Faster and cheaper DNA sequencing techniques will likely improve care for patients with breast cancer but also create challenges for clinicians as they counsel patients on their treatment options. Those are among the conclusions of a study published recently in the BJS (British Journal of Surgery). The findings provide insights into how genetic advances will soon be affecting patient care.

When a woman is diagnosed with breast cancer, it's important to know as much about her tumour as possible to determine the best treatment. Most cases of breast cancer are sporadic, but a minority are hereditary and caused by one or more mutations in genes such as BRCA1 or BRCA2. To find such genetic mutations in newly diagnosed patients, researchers must sequence the woman's DNA, which is generally a relatively slow process that generates results weeks or months after patients have started treatment. Next generation sequencing (NGS) is a newer method of sequencing DNA that processes large amounts of data. It's faster and more expensive than conventional sequencing, but in recent years it has become cheaper and more widely accessible by rapid advances in computing power. With the use of NGS, which will soon become the mainstay of clinical genetics, breast cancer units will likely be able to get the results of genetic testing before patients begin their breast cancer treatment.

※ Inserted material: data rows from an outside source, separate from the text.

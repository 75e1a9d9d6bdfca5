//! Dense object ids, with the two boolean tokens reserved first.

use std::collections::HashMap;

/// Lexical token for boolean false in every emitted artifact.
pub const FALSE_TOKEN: &str = "_false_";
/// Lexical token for boolean true in every emitted artifact.
pub const TRUE_TOKEN: &str = "_true_";

pub fn bool_token(value: bool) -> &'static str {
    if value { TRUE_TOKEN } else { FALSE_TOKEN }
}

/// Bijection between object names and ids.
#[derive(Debug, Clone)]
pub struct ObjectIndex {
    names: Vec<String>,
    ids: HashMap<String, usize>,
}

impl ObjectIndex {
    pub fn new<'a>(objects: impl IntoIterator<Item = &'a String>) -> Self {
        let mut index = Self {
            names: Vec::new(),
            ids: HashMap::new(),
        };
        for name in [FALSE_TOKEN, TRUE_TOKEN] {
            index.insert(name);
        }
        for name in objects {
            index.insert(name);
        }
        index
    }

    // Redeclared objects keep their first id.
    fn insert(&mut self, name: &str) {
        if !self.ids.contains_key(name) {
            self.ids.insert(name.to_string(), self.names.len());
            self.names.push(name.to_string());
        }
    }

    pub fn id(&self, name: &str) -> Option<usize> {
        self.ids.get(name).copied()
    }

    pub fn name(&self, id: usize) -> Option<&str> {
        self.names.get(id).map(String::as_str)
    }

    pub fn len(&self) -> usize {
        self.names.len()
    }

    pub fn is_empty(&self) -> bool {
        self.names.is_empty()
    }

    /// One object per line, id = line number.
    pub fn to_listing(&self) -> String {
        let mut out = String::new();
        for name in &self.names {
            out.push_str(name);
            out.push('\n');
        }
        out
    }
}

In a collaboration between breast surgeons and medical geneticists at the Norfolk & Norwich University Hospital and Addenbrooke's Hospital in Cambridge, UK, Simon Pilgrim, MD, and his colleagues searched the medical literature to identify relevant studies relating to breast cancer genetics and then looked to see what impact NGS will have on breast cancer units as well as what opportunities will arise for improving treatment for patients.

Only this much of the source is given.